# Stored dataset items
//! Schema introspection tools.
//!
//! This module implements the `list_tables` and `describe_table` MCP tools.

use crate::db::QuestDbClient;
use crate::error::DbResult;
use crate::mcp::ProtocolLogger;
use crate::tools::envelope;
use rmcp::model::CallToolResult;
use schemars::JsonSchema;
use serde::{Deserialize, Serialize};
use serde_json::{Value as JsonValue, json};
use std::sync::Arc;
use tracing::info;

/// Output from the list_tables tool.
#[derive(Debug, Clone, Serialize, JsonSchema)]
pub struct ListTablesOutput {
    /// Table names in alphabetical order
    pub tables: Vec<String>,
    pub count: usize,
}

/// Input for the describe_table tool.
#[derive(Debug, Clone, Deserialize, JsonSchema)]
pub struct DescribeTableInput {
    /// Table name (letters, digits and underscores; must not start with a digit)
    pub table: String,
}

/// Output from the describe_table tool.
#[derive(Debug, Clone, Serialize, JsonSchema)]
pub struct DescribeTableOutput {
    pub table: String,
    /// One row per column as returned by `table_columns()`, or the raw result if it had no rows
    pub columns: JsonValue,
}

/// Handler for schema introspection.
pub struct SchemaToolHandler {
    client: Arc<QuestDbClient>,
    logger: Arc<ProtocolLogger>,
}

impl SchemaToolHandler {
    pub fn new(client: Arc<QuestDbClient>, logger: Arc<ProtocolLogger>) -> Self {
        Self { client, logger }
    }

    pub async fn list_tables(&self) -> DbResult<ListTablesOutput> {
        let tables = self.client.list_tables().await?;
        let count = tables.len();
        info!(count, "Listed tables");
        Ok(ListTablesOutput { tables, count })
    }

    pub async fn describe_table(&self, input: DescribeTableInput) -> DbResult<DescribeTableOutput> {
        let result = self.client.describe_table(&input.table).await?;

        let columns = match result.dataset {
            Some(dataset) => json!(dataset),
            None => result.raw,
        };
        info!(table = %input.table, "Described table");

        Ok(DescribeTableOutput {
            table: input.table,
            columns,
        })
    }

    /// Handle the list_tables tool call.
    pub async fn call_list_tables(&self) -> CallToolResult {
        match self.list_tables().await {
            Ok(output) => envelope::structured(&output),
            Err(e) => {
                self.logger
                    .error(&format!("Listing tables failed: {}", e), json!({}))
                    .await;
                envelope::error(&e)
            }
        }
    }

    /// Handle the describe_table tool call.
    pub async fn call_describe_table(&self, input: DescribeTableInput) -> CallToolResult {
        let table = input.table.clone();
        match self.describe_table(input).await {
            Ok(output) => envelope::structured(&output),
            Err(e) => {
                self.logger
                    .error(
                        &format!("Describing table failed: {}", e),
                        json!({ "table": table }),
                    )
                    .await;
                envelope::error(&e)
            }
        }
    }
}
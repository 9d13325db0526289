//! Tool response envelopes.
//!
//! Every tool answers with `{content: [{type: "text", text}], structuredContent?, isError?}`.
//! Structured results carry the same payload as pretty-printed text for clients
//! that only render `content`.

use crate::error::DbError;
use rmcp::model::{CallToolResult, Content};
use serde::Serialize;

/// Structured success, mirrored as JSON text.
pub fn structured<T: Serialize>(output: &T) -> CallToolResult {
    match serde_json::to_value(output) {
        Ok(value) => {
            let text = serde_json::to_string_pretty(&value).unwrap_or_else(|_| value.to_string());
            with_structured(text, value)
        }
        Err(e) => error_message(format!("Failed to serialize tool output: {}", e)),
    }
}

/// Structured success whose text content is given as-is, e.g. raw CSV.
pub fn structured_with_text<T: Serialize>(text: impl Into<String>, output: &T) -> CallToolResult {
    match serde_json::to_value(output) {
        Ok(value) => with_structured(text.into(), value),
        Err(e) => error_message(format!("Failed to serialize tool output: {}", e)),
    }
}

fn with_structured(text: String, value: serde_json::Value) -> CallToolResult {
    let mut result = CallToolResult::success(vec![Content::text(text)]);
    result.structured_content = Some(value);
    result
}

/// Error envelope for a failed tool call.
pub fn error(err: &DbError) -> CallToolResult {
    error_message(err.to_string())
}

pub fn error_message(message: impl AsRef<str>) -> CallToolResult {
    CallToolResult::error(vec![Content::text(format!("Error: {}", message.as_ref()))])
}
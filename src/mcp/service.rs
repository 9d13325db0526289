//! MCP service implementation using rmcp.
//!
//! This module defines the QuestDbService struct with the four QuestDB tools
//! exposed via the MCP protocol using the rmcp framework's macros.
//! Tool failures are reported inside the result envelope (`isError: true`)
//! rather than as protocol errors.

use crate::db::QuestDbClient;
use crate::mcp::logging::ProtocolLogger;
use crate::tools::insert::{InsertInput, InsertOutput, InsertToolHandler};
use crate::tools::query::{QueryInput, QueryOutput, QueryToolHandler};
use crate::tools::schema::{
    DescribeTableInput, DescribeTableOutput, ListTablesOutput, SchemaToolHandler,
};
use rmcp::{
    ErrorData as McpError, ServerHandler,
    handler::server::tool::ToolRouter,
    handler::server::wrapper::Parameters,
    model::{
        CallToolResult, Implementation, JsonObject, ProtocolVersion, ServerCapabilities,
        ServerInfo,
    },
    schemars::JsonSchema,
    tool, tool_handler, tool_router,
};
use std::sync::Arc;
use tracing::warn;

#[derive(Clone)]
pub struct QuestDbService {
    /// Shared QuestDB client for all tool calls
    client: Arc<QuestDbClient>,
    /// Reports tool failures to the connected client, or locally
    logger: Arc<ProtocolLogger>,
    /// Tool router for MCP tool dispatch (auto-generated)
    tool_router: ToolRouter<Self>,
}

impl QuestDbService {
    /// Create a new QuestDbService instance.
    ///
    /// # Arguments
    ///
    /// * `client` - Shared QuestDB client adapter
    /// * `logger` - Shared protocol logger; the transport attaches the peer to it
    pub fn new(client: Arc<QuestDbClient>, logger: Arc<ProtocolLogger>) -> Self {
        let mut tool_router = Self::tool_router();
        attach_output_schema::<QueryOutput>(&mut tool_router, "query");
        attach_output_schema::<InsertOutput>(&mut tool_router, "insert");
        attach_output_schema::<ListTablesOutput>(&mut tool_router, "list_tables");
        attach_output_schema::<DescribeTableOutput>(&mut tool_router, "describe_table");

        Self {
            client,
            logger,
            tool_router,
        }
    }

    pub fn client(&self) -> &Arc<QuestDbClient> {
        &self.client
    }

    pub fn logger(&self) -> &Arc<ProtocolLogger> {
        &self.logger
    }

    /// Release the line-protocol sender. Safe to call more than once.
    pub async fn shutdown(&self) {
        self.client.close().await;
    }
}

/// Declare `T`'s JSON schema as the output schema of a registered tool.
fn attach_output_schema<T: JsonSchema>(router: &mut ToolRouter<QuestDbService>, name: &str) {
    let schema: Option<JsonObject> = serde_json::to_value(rmcp::schemars::schema_for!(T))
        .ok()
        .and_then(|value| value.as_object().cloned());

    match (router.map.get_mut(name), schema) {
        (Some(route), Some(schema)) => {
            route.attr.output_schema = Some(Arc::new(schema));
        }
        _ => warn!(tool = name, "Could not attach output schema"),
    }
}

#[tool_router]
impl QuestDbService {
    #[tool(
        description = "Execute a read-only SQL SELECT query against QuestDB.\nOnly statements starting with SELECT are accepted.\nOutput format: \"json\" (default) returns columns, dataset and count; \"csv\" returns raw CSV text."
    )]
    async fn query(
        &self,
        Parameters(input): Parameters<QueryInput>,
    ) -> Result<CallToolResult, McpError> {
        let handler = QueryToolHandler::new(self.client.clone(), self.logger.clone());
        Ok(handler.call(input).await)
    }

    #[tool(
        description = "Insert one record into a QuestDB table using the InfluxDB line protocol.\nThe table is created automatically if it does not exist.\nStrings are stored as SYMBOL, integers as LONG, decimals as DOUBLE, booleans as BOOLEAN.\nAn optional `timestamp` field (epoch milliseconds or a date string) sets the row time; otherwise the server assigns it."
    )]
    async fn insert(
        &self,
        Parameters(input): Parameters<InsertInput>,
    ) -> Result<CallToolResult, McpError> {
        let handler = InsertToolHandler::new(self.client.clone(), self.logger.clone());
        Ok(handler.call(input).await)
    }

    #[tool(description = "List all tables in the QuestDB database, in alphabetical order.")]
    async fn list_tables(&self) -> Result<CallToolResult, McpError> {
        let handler = SchemaToolHandler::new(self.client.clone(), self.logger.clone());
        Ok(handler.call_list_tables().await)
    }

    #[tool(
        description = "Describe the columns of a QuestDB table.\nReturns one entry per column with its name, type, and indexing details."
    )]
    async fn describe_table(
        &self,
        Parameters(input): Parameters<DescribeTableInput>,
    ) -> Result<CallToolResult, McpError> {
        let handler = SchemaToolHandler::new(self.client.clone(), self.logger.clone());
        Ok(handler.call_describe_table(input).await)
    }
}

#[tool_handler]
impl ServerHandler for QuestDbService {
    fn get_info(&self) -> ServerInfo {
        ServerInfo {
            protocol_version: ProtocolVersion::V_2025_03_26,
            capabilities: ServerCapabilities::builder()
                .enable_tools()
                .enable_logging()
                .build(),
            server_info: Implementation {
                name: "questdb-mcp-server".to_owned(),
                title: Some("QuestDB MCP Server".to_owned()),
                version: env!("CARGO_PKG_VERSION").to_owned(),
                icons: None,
                website_url: None,
            },
            instructions: Some(
                "Tools for querying and ingesting time-series data in QuestDB.\n\
                \n\
                ## Workflow\n\
                1. Call `list_tables` to see what exists\n\
                2. Call `describe_table` to learn a table's columns and types\n\
                3. Use `query` with a SELECT statement to read data\n\
                4. Use `insert` to write a single record\n\
                \n\
                ## Notes\n\
                - `query` only accepts statements that start with SELECT\n\
                - `insert` creates the table on first write; string values become SYMBOL columns\n\
                - Pass `timestamp` in `data` as epoch milliseconds or an ISO-8601 string"
                    .to_string(),
            ),
        }
    }
}
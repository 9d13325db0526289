//! MCP tool implementations.
//!
//! This module contains the QuestDB tool handlers:
//! - `query`: Execute SELECT queries (json or csv)
//! - `insert`: Write one record through the line protocol
//! - `list_tables`: List tables in the database
//! - `describe_table`: Get column information for a table
//! - `guard`: Read-only and identifier checks applied before any request
//! - `envelope`: Uniform tool response shapes

pub mod envelope;
pub mod guard;
pub mod insert;
pub mod query;
pub mod schema;

pub use insert::{InsertInput, InsertOutput, InsertToolHandler};
pub use query::{QueryInput, QueryOutput, QueryToolHandler};
pub use schema::{DescribeTableInput, DescribeTableOutput, ListTablesOutput, SchemaToolHandler};
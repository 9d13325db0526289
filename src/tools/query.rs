//! Query execution tool.
//!
//! This module implements the `query` MCP tool for running SELECT statements
//! against QuestDB's `/exec` endpoint. Anything that does not start with `SELECT`
//! is rejected before a request is made.

use crate::db::QuestDbClient;
use crate::error::DbResult;
use crate::mcp::ProtocolLogger;
use crate::models::{QueryColumn, QueryFormat, QueryResponse, QueryResult};
use crate::tools::envelope;
use rmcp::model::CallToolResult;
use schemars::JsonSchema;
use serde::{Deserialize, Serialize};
use serde_json::{Value as JsonValue, json};
use std::sync::Arc;
use tracing::info;

/// Input for the query tool.
#[derive(Debug, Clone, Deserialize, JsonSchema)]
pub struct QueryInput {
    /// SQL SELECT statement to execute
    pub query: String,
    /// Output format: "json" (default) returns structured rows, "csv" returns raw CSV text
    #[serde(default)]
    pub format: QueryFormat,
}

/// Structured output of the query tool.
///
/// json results carry `dataset`, `count` and `columns`; csv results carry `csv`.
#[derive(Debug, Clone, Serialize, JsonSchema)]
pub struct QueryOutput {
    /// The executed query
    pub query: String,
    /// Format the result was requested in
    pub format: QueryFormat,
    /// Result rows, each an ordered list of cell values (json only)
    #[serde(skip_serializing_if = "Option::is_none")]
    pub dataset: Option<Vec<Vec<JsonValue>>>,
    /// Number of rows returned (json only)
    #[serde(skip_serializing_if = "Option::is_none")]
    pub count: Option<u64>,
    /// Column names and QuestDB types, in result order (json only)
    #[serde(skip_serializing_if = "Option::is_none")]
    pub columns: Option<Vec<QueryColumn>>,
    /// Raw CSV text, header row included (csv only)
    #[serde(skip_serializing_if = "Option::is_none")]
    pub csv: Option<String>,
}

impl QueryOutput {
    pub fn csv(query: impl Into<String>, text: String) -> Self {
        Self {
            query: query.into(),
            format: QueryFormat::Csv,
            dataset: None,
            count: None,
            columns: None,
            csv: Some(text),
        }
    }
}

impl From<QueryResult> for QueryOutput {
    fn from(result: QueryResult) -> Self {
        let count = result.row_count();
        Self {
            query: result.query,
            format: QueryFormat::Json,
            dataset: Some(result.dataset.unwrap_or_default()),
            count: Some(count),
            columns: Some(result.columns),
            csv: None,
        }
    }
}

/// Handler for query execution.
pub struct QueryToolHandler {
    client: Arc<QuestDbClient>,
    logger: Arc<ProtocolLogger>,
}

impl QueryToolHandler {
    pub fn new(client: Arc<QuestDbClient>, logger: Arc<ProtocolLogger>) -> Self {
        Self { client, logger }
    }

    /// Run the query and shape its result.
    pub async fn query(&self, input: QueryInput) -> DbResult<QueryOutput> {
        let response = self.client.query(&input.query, input.format).await?;

        match response {
            QueryResponse::Json(result) => {
                let output = QueryOutput::from(result);
                info!(
                    count = output.count.unwrap_or(0),
                    columns = output.columns.as_ref().map_or(0, Vec::len),
                    "Query executed"
                );
                Ok(output)
            }
            QueryResponse::Csv(text) => {
                info!(bytes = text.len(), "Query executed (csv)");
                Ok(QueryOutput::csv(input.query, text))
            }
        }
    }

    /// Handle the query tool call. Failures become an error envelope.
    pub async fn call(&self, input: QueryInput) -> CallToolResult {
        let query = input.query.clone();
        match self.query(input).await {
            Ok(output) => match output.csv.clone() {
                Some(text) => envelope::structured_with_text(text, &output),
                None => envelope::structured(&output),
            },
            Err(e) => {
                self.logger
                    .error(
                        &format!("Query failed: {}", e),
                        json!({ "query": query }),
                    )
                    .await;
                envelope::error(&e)
            }
        }
    }
}
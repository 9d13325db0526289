//! QuestDB client adapter.
//!
//! The single seam between the tool handlers and QuestDB's two protocols:
//! SQL reads over HTTP (`/exec`) and writes over the line protocol. The write
//! sender is created lazily on the first insert and dropped by [`QuestDbClient::close`].

use crate::config::ConnectionDescriptor;
use crate::db::line::Row;
use crate::db::sender::LineSender;
use crate::error::{DbError, DbResult};
use crate::models::{InsertRecord, QueryFormat, QueryResponse, QueryResult};
use crate::tools::guard::{validate_identifier, validate_select};
use reqwest::Client;
use serde_json::{Map, Value as JsonValue};
use tokio::sync::Mutex;
use tracing::{debug, info, warn};
use url::Url;

/// Introspection query listing every table.
pub const LIST_TABLES_QUERY: &str = "SELECT table_name FROM tables() ORDER BY table_name";

/// Introspection query describing one table's columns.
///
/// Only call with identifiers that passed [`validate_identifier`].
pub fn describe_table_query(table: &str) -> String {
    format!("SELECT * FROM table_columns('{}')", table)
}

pub struct QuestDbClient {
    descriptor: ConnectionDescriptor,
    http: Client,
    exec_url: Url,
    sender: Mutex<Option<LineSender>>,
}

impl QuestDbClient {
    /// Create a client. No connection is made until the first call.
    pub fn new(descriptor: ConnectionDescriptor) -> DbResult<Self> {
        let exec_url = Url::parse(&descriptor.base_url())
            .and_then(|base| base.join("/exec"))
            .map_err(|e| {
                DbError::config(format!(
                    "Invalid QuestDB address '{}': {}",
                    descriptor.addr(),
                    e
                ))
            })?;
        let http = Client::builder()
            .user_agent(concat!("questdb-mcp-server/", env!("CARGO_PKG_VERSION")))
            .build()?;

        Ok(Self {
            descriptor,
            http,
            exec_url,
            sender: Mutex::new(None),
        })
    }

    /// True while a write sender is held.
    pub async fn has_sender(&self) -> bool {
        self.sender.lock().await.is_some()
    }

    /// Run a read-only query.
    ///
    /// The query must start with `SELECT`; anything else is rejected before
    /// a request is made.
    pub async fn query(&self, query: &str, format: QueryFormat) -> DbResult<QueryResponse> {
        validate_select(query)?;

        let mut request = self
            .http
            .get(self.exec_url.clone())
            .query(&[("query", query), ("fmt", format.as_param())]);
        if let Some(creds) = &self.descriptor.credentials {
            request = request.basic_auth(&creds.username, Some(&creds.password));
        }

        debug!(query = %query, format = %format, "Executing query");
        let response = request.send().await?;
        let status = response.status();
        let body = response.text().await?;

        if !status.is_success() {
            return Err(DbError::query_execution(status.as_u16(), body));
        }

        match format {
            QueryFormat::Json => Ok(QueryResponse::Json(QueryResult::parse(query, &body)?)),
            QueryFormat::Csv => Ok(QueryResponse::Csv(body)),
        }
    }

    /// Run a query expecting a JSON result.
    async fn query_json(&self, query: &str) -> DbResult<QueryResult> {
        match self.query(query, QueryFormat::Json).await? {
            QueryResponse::Json(result) => Ok(result),
            QueryResponse::Csv(_) => Err(DbError::internal("Expected a JSON query result")),
        }
    }

    /// Insert one record into `table` and flush it before returning.
    ///
    /// The table name is not checked against the identifier pattern; the line
    /// protocol carries it as data and QuestDB creates the table if needed.
    pub async fn insert(&self, table: &str, data: Map<String, JsonValue>) -> DbResult<()> {
        let record = InsertRecord::from_map(data)?;

        let mut row = Row::new(table);
        for (name, value) in record.fields {
            row.field(name, value);
        }
        row.at(record.timestamp);

        let mut slot = self.sender.lock().await;
        let sender = match slot.take() {
            Some(sender) => sender,
            None => {
                info!(addr = %self.descriptor.addr(), "Creating line protocol sender");
                LineSender::from_conf(&self.descriptor.sender_conf())?
            }
        };
        let sender = slot.insert(sender);

        if let Err(e) = write_row(sender, &row).await {
            // Drop the failed row so it is not resent with the next insert.
            warn!(table = %table, rows = sender.pending_rows(), "Discarding unsent rows");
            sender.discard_pending();
            return Err(e);
        }

        debug!(table = %table, "Row inserted");
        Ok(())
    }

    /// Names of all tables, in order.
    ///
    /// Returns an empty list when the result carries no usable dataset.
    pub async fn list_tables(&self) -> DbResult<Vec<String>> {
        let result = self.query_json(LIST_TABLES_QUERY).await?;

        let tables = result
            .dataset
            .unwrap_or_default()
            .into_iter()
            .filter_map(|row| row.into_iter().next())
            .map(|cell| match cell {
                JsonValue::String(name) => name,
                other => other.to_string(),
            })
            .collect();

        Ok(tables)
    }

    /// Column metadata for a table.
    pub async fn describe_table(&self, table: &str) -> DbResult<QueryResult> {
        validate_identifier(table)?;
        self.query_json(&describe_table_query(table)).await
    }

    /// Flush and drop the sender. Safe to call repeatedly.
    ///
    /// Failures are logged, never returned, and the sender slot is always
    /// cleared so the next insert starts a fresh sender.
    pub async fn close(&self) {
        let Some(mut sender) = self.sender.lock().await.take() else {
            return;
        };

        match sender.close().await {
            Ok(()) => info!("Line protocol sender closed"),
            Err(e) => warn!(error = %e, "Failed to close line protocol sender"),
        }
    }
}

async fn write_row(sender: &mut LineSender, row: &Row) -> DbResult<()> {
    sender.append(row).await?;
    sender.flush().await
}

#[cfg(test)]
mod tests {
    use super::*;

    fn unreachable_client() -> QuestDbClient {
        QuestDbClient::new(ConnectionDescriptor::new("127.0.0.1", 1)).unwrap()
    }

    #[test]
    fn test_describe_table_query() {
        assert_eq!(
            describe_table_query("trades"),
            "SELECT * FROM table_columns('trades')"
        );
    }

    #[test]
    fn test_introspection_queries_pass_select_gate() {
        assert!(validate_select(LIST_TABLES_QUERY).is_ok());
        assert!(validate_select(&describe_table_query("trades")).is_ok());
    }

    #[tokio::test]
    async fn test_query_rejects_non_select_without_network() {
        let client = unreachable_client();
        let err = client
            .query("DROP TABLE trades", QueryFormat::Json)
            .await
            .unwrap_err();
        assert!(matches!(err, DbError::SafetyRejection { .. }));
    }

    #[tokio::test]
    async fn test_describe_table_rejects_bad_identifier() {
        let client = unreachable_client();
        let err = client.describe_table("x'); DROP").await.unwrap_err();
        assert!(matches!(err, DbError::InvalidIdentifier { .. }));
    }

    #[tokio::test]
    async fn test_close_without_sender_is_noop() {
        let client = unreachable_client();
        client.close().await;
        client.close().await;
        assert!(!client.has_sender().await);
    }

    #[tokio::test]
    async fn test_insert_bad_timestamp_creates_no_sender() {
        let client = unreachable_client();
        let data = serde_json::json!({"v": 1, "timestamp": "later"});
        let err = client
            .insert("t", data.as_object().unwrap().clone())
            .await
            .unwrap_err();
        assert!(matches!(err, DbError::TimestampParse { .. }));
        assert!(!client.has_sender().await);
    }
}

# TASK TO CARRY OUT
When you reach the line that contains "pub struct DescribeTableInput", stop; output it and every line before it from the start of the data, exactly as written.

# YOUR RESPONSE
//! Schema introspection tools.
//!
//! This module implements the `list_tables` and `describe_table` MCP tools.

use crate::db::QuestDbClient;
use crate::error::DbResult;
use crate::mcp::ProtocolLogger;
use crate::tools::envelope;
use rmcp::model::CallToolResult;
use schemars::JsonSchema;
use serde::{Deserialize, Serialize};
use serde_json::{Value as JsonValue, json};
use std::sync::Arc;
use tracing::info;

/// Output from the list_tables tool.
#[derive(Debug, Clone, Serialize, JsonSchema)]
pub struct ListTablesOutput {
    /// Table names in alphabetical order
    pub tables: Vec<String>,
    pub count: usize,
}

/// Input for the describe_table tool.
#[derive(Debug, Clone, Deserialize, JsonSchema)]
pub struct DescribeTableInput {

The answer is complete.